Not that I care much for political scandal, even one as sorted as this one. I am happy to see that Hunter took a little time in the interview to acknowledge her antecedaneous 1980s fictional depiction:
There’s been one time period in my entire life that I would qualify myself as promiscuous. There’s this Jay McInerney book ["Story of My Life," narrated by a character based on Hunter, who briefly dated McInerney], and let’s correct a part of that right now. In my early twenties, there was a time period when I, in the late ’80s, did cocaine. And partied. I was living in New York City… But the point being, I was never, as it’s been reported, a drug addict. The word “addiction” means inability to stop. I stopped doing drugs in my twenties. As for being promiscuous, I would say that I was a bit promiscuous for about six months. But it was because I was partying, and there were a lot of very good-looking available 20-year-old men around that you’d be partying with, and there was a lot of, you know, hooking up going on.

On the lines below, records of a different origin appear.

//! Narrator binary entry point.

use narrator::config::NarratorConfig;
use narrator::script::narration_script;
use narrator::synth::BatchSynthesizer;
use narrator::tts::ElevenLabsSynthesizer;
use tracing_subscriber::EnvFilter;

#[tokio::main]
async fn main() {
    tracing_subscriber::fmt()
        .with_env_filter(
            EnvFilter::try_from_default_env().unwrap_or_else(|_| EnvFilter::new("narrator=info")),
        )
        .init();

    if let Err(e) = run().await {
        eprintln!("Error: {e}");
        std::process::exit(1);
    }
}

async fn run() -> narrator::error::Result<()> {
    let config = NarratorConfig::from_env();
    let tts = ElevenLabsSynthesizer::from_config(&config);

    // Best effort: resolve the configured voice id to a display name.
    let voice_name = tts
        .list_voices()
        .await
        .unwrap_or_default()
        .into_iter()
        .find(|v| v.voice_id == config.voice_id)
        .and_then(|v| v.name);
    match voice_name {
        Some(name) => tracing::info!(voice = %name, id = %config.voice_id, "Using voice"),
        None => tracing::info!(id = %config.voice_id, "Using voice"),
    }

    let batch = BatchSynthesizer::new(&config, Box::new(tts));
    let summary = batch.run(narration_script()).await?;

    println!(
        "Done! {} audio files saved in {}/ ({} failed)",
        summary.generated,
        config.output_dir.display(),
        summary.failed.len()
    );
    Ok(())
}
//! Retry with exponential backoff and jitter.
//!
//! The default policy makes a single attempt, so retry is strictly
//! opt-in; the stock batch behavior is log-and-continue.

use std::future::Future;
use std::time::Duration;

use crate::error::NarratorError;

/// Retry policy configuration.
#[derive(Debug, Clone)]
pub struct RetryPolicy {
    /// Maximum number of attempts (including the first).
    pub max_attempts: u32,
    /// Initial backoff duration.
    pub initial_backoff: Duration,
    /// Maximum backoff duration.
    pub max_backoff: Duration,
    /// Backoff multiplier.
    pub multiplier: f64,
}

impl Default for RetryPolicy {
    fn default() -> Self {
        Self {
            max_attempts: 1,
            initial_backoff: Duration::from_millis(500),
            max_backoff: Duration::from_secs(30),
            multiplier: 2.0,
        }
    }
}

impl RetryPolicy {
    /// Execute an async operation with retry.
    pub async fn execute<F, Fut, T>(&self, mut operation: F) -> Result<T, NarratorError>
    where
        F: FnMut() -> Fut,
        Fut: Future<Output = Result<T, NarratorError>>,
    {
        let mut backoff = self.initial_backoff;
        let mut last_error = None;

        for attempt in 0..self.max_attempts {
            match operation().await {
                Ok(value) => return Ok(value),
                Err(e) => {
                    if !e.is_retryable() || attempt + 1 >= self.max_attempts {
                        return Err(e);
                    }

                    tracing::warn!(
                        attempt = attempt + 1,
                        max_attempts = self.max_attempts,
                        error = %e,
                        "Retrying after error"
                    );

                    // Jitter: 75%–125% of backoff
                    let jitter_factor = 0.75 + (rand_factor() * 0.5);
                    let sleep_duration =
                        Duration::from_secs_f64(backoff.as_secs_f64() * jitter_factor);
                    tokio::time::sleep(sleep_duration).await;

                    backoff = Duration::from_secs_f64(
                        (backoff.as_secs_f64() * self.multiplier)
                            .min(self.max_backoff.as_secs_f64()),
                    );

                    last_error = Some(e);
                }
            }
        }

        Err(last_error.unwrap_or(NarratorError::Timeout(0)))
    }
}

/// Simple pseudo-random factor [0, 1) without pulling in rand crate.
fn rand_factor() -> f64 {
    use std::collections::hash_map::DefaultHasher;
    use std::hash::{Hash, Hasher};

    let mut hasher = DefaultHasher::new();
    std::time::SystemTime::now()
        .duration_since(std::time::UNIX_EPOCH)
        .unwrap_or_default()
        .as_nanos()
        .hash(&mut hasher);
    std::thread::current().id().hash(&mut hasher);

    let hash = hasher.finish();
    (hash % 10000) as f64 / 10000.0
}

So Hunter confirms that she was the inspiration for Alison Poole. At least, the Alison Poole character in “Story of My Life”. Maybe not so much for Poole’s crossover appearance in another, contemporary literary setting:
It must have also impressed fellow ’80s lit sensation Bret Easton Ellis, because he wrote McInerney’s Alison Poole right into the cultural earthquake that was “American Psycho.” Being “American Psycho,” Poole’s scene was short and includes brutal sodomy — and the Kentucky Derby, if memory serves.
No need for Hunter to deny ever attending the Kentucky Derby. Or hooking up with Patrick Bateman — because let’s face it, Edwards was close enough.

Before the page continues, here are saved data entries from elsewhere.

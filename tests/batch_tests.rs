use std::collections::HashMap;

use async_trait::async_trait;
use narrator::config::NarratorConfig;
use narrator::error::NarratorError;
use narrator::script::{narration_script, NarrationLine};
use narrator::synth::BatchSynthesizer;
use narrator::tts::SpeechSynthesizer;
use pretty_assertions::assert_eq;
use tempfile::TempDir;

/// Synthesizer that answers every request with bytes derived from the text.
struct AlwaysOk;

#[async_trait]
impl SpeechSynthesizer for AlwaysOk {
    async fn synthesize(&self, text: &str) -> Result<Vec<u8>, NarratorError> {
        Ok(format!("audio:{text}").into_bytes())
    }
}

/// Synthesizer with a scripted per-text outcome.
struct Scripted {
    by_text: HashMap<&'static str, Result<&'static [u8], (u16, &'static str)>>,
}

#[async_trait]
impl SpeechSynthesizer for Scripted {
    async fn synthesize(&self, text: &str) -> Result<Vec<u8>, NarratorError> {
        match self.by_text.get(text) {
            Some(Ok(bytes)) => Ok(bytes.to_vec()),
            Some(Err((status, message))) => Err(NarratorError::api(*status, *message)),
            None => Err(NarratorError::InvalidState(format!(
                "unexpected text: {text}"
            ))),
        }
    }
}

fn config_in(dir: &TempDir) -> NarratorConfig {
    NarratorConfig::new("test-key").with_output_dir(dir.path().join("audio"))
}

const TWO_LINE_SCRIPT: &[NarrationLine] = &[
    NarrationLine {
        key: "a",
        text: "Hello",
    },
    NarrationLine {
        key: "b",
        text: "World",
    },
];

#[tokio::test]
async fn run_produces_one_file_per_key() {
    let dir = TempDir::new().unwrap();
    let config = config_in(&dir);
    let batch = BatchSynthesizer::new(&config, Box::new(AlwaysOk));

    let summary = batch.run(narration_script()).await.unwrap();

    assert_eq!(summary.generated, narration_script().len());
    assert!(summary.failed.is_empty());
    for line in narration_script() {
        let path = config.output_dir.join(format!("{}.mp3", line.key));
        let bytes = std::fs::read(&path).unwrap();
        assert_eq!(bytes, format!("audio:{}", line.text).into_bytes());
    }
}

#[tokio::test]
async fn failed_entries_leave_no_file_and_do_not_stop_the_batch() {
    let dir = TempDir::new().unwrap();
    let config = config_in(&dir);

    let mock = Scripted {
        by_text: HashMap::from([
            ("Hello", Ok(b"AUDIO_A".as_slice())),
            ("World", Err((500, "server error"))),
        ]),
    };
    let batch = BatchSynthesizer::new(&config, Box::new(mock));

    let summary = batch.run(TWO_LINE_SCRIPT).await.unwrap();

    assert_eq!(summary.generated, 1);
    assert_eq!(summary.failed, vec!["b".to_string()]);

    let a = std::fs::read(config.output_dir.join("a.mp3")).unwrap();
    assert_eq!(a, b"AUDIO_A".to_vec());
    assert!(!config.output_dir.join("b.mp3").exists());
}

#[tokio::test]
async fn empty_script_creates_directory_and_no_files() {
    let dir = TempDir::new().unwrap();
    let config = config_in(&dir);
    let batch = BatchSynthesizer::new(&config, Box::new(AlwaysOk));

    let summary = batch.run(&[]).await.unwrap();

    assert_eq!(summary.generated, 0);
    assert!(summary.failed.is_empty());
    assert!(config.output_dir.is_dir());
    assert_eq!(std::fs::read_dir(&config.output_dir).unwrap().count(), 0);
}

#[tokio::test]
async fn ensure_output_dir_is_idempotent() {
    let dir = TempDir::new().unwrap();
    let config = config_in(&dir);
    let batch = BatchSynthesizer::new(&config, Box::new(AlwaysOk));

    batch.ensure_output_dir().await.unwrap();
    batch.ensure_output_dir().await.unwrap();

    assert!(config.output_dir.is_dir());
}

#[tokio::test]
async fn write_audio_overwrites_existing_files() {
    let dir = TempDir::new().unwrap();
    let path = dir.path().join("a.mp3");

    BatchSynthesizer::write_audio(b"old", &path).await.unwrap();
    BatchSynthesizer::write_audio(b"new bytes", &path)
        .await
        .unwrap();

    assert_eq!(std::fs::read(&path).unwrap(), b"new bytes".to_vec());
}

#[tokio::test]
async fn rerun_overwrites_previous_output() {
    let dir = TempDir::new().unwrap();
    let config = config_in(&dir);
    let batch = BatchSynthesizer::new(&config, Box::new(AlwaysOk));

    batch.run(TWO_LINE_SCRIPT).await.unwrap();
    let summary = batch.run(TWO_LINE_SCRIPT).await.unwrap();

    assert_eq!(summary.generated, 2);
    let a = std::fs::read(config.output_dir.join("a.mp3")).unwrap();
    assert_eq!(a, b"audio:Hello".to_vec());
}

#[tokio::test]
async fn unwritable_output_dir_is_fatal() {
    let dir = TempDir::new().unwrap();
    // A file where the directory should go makes create_dir_all fail.
    let blocker = dir.path().join("blocker");
    std::fs::write(&blocker, b"x").unwrap();

    let config = NarratorConfig::new("test-key").with_output_dir(blocker.join("audio"));
    let batch = BatchSynthesizer::new(&config, Box::new(AlwaysOk));

    let err = batch.run(TWO_LINE_SCRIPT).await.expect_err("must be fatal");
    assert!(matches!(err, NarratorError::Io(_)));
    assert!(!blocker.join("audio").exists());
}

UPDATE: I guess I need to reread “Glamorama”, because I’d completely forgotten that Ellis had revived Poole-slash-Hunter in that later novel:
In “Glamorama”, Poole’s characterization is amplified, but only slightly more nuanced. She’s the coke-addled, sex-fiend girlfriend of a jealous club owner who happens to also be sleeping with the protagonist of the novel, Victor Ward, who is a model and promoter. Once again, the first time readers meet her is during a sex scene. After which, she berates Ward for not breaking up with his other girlfriend, a supermodel… Later, Poole loses it at her boyfriend Damien’s club opening after a rival for Ward’s affections, Lauren Hynde, sets her off.
As with the “American Psycho” appearance, no surprise that Hunter wouldn’t have brought up this later, even more unflattering portrayal. All told, I still go with the late truth about Hunter, because it’s easily stranger than either Ellis’ or McInerney’s fiction.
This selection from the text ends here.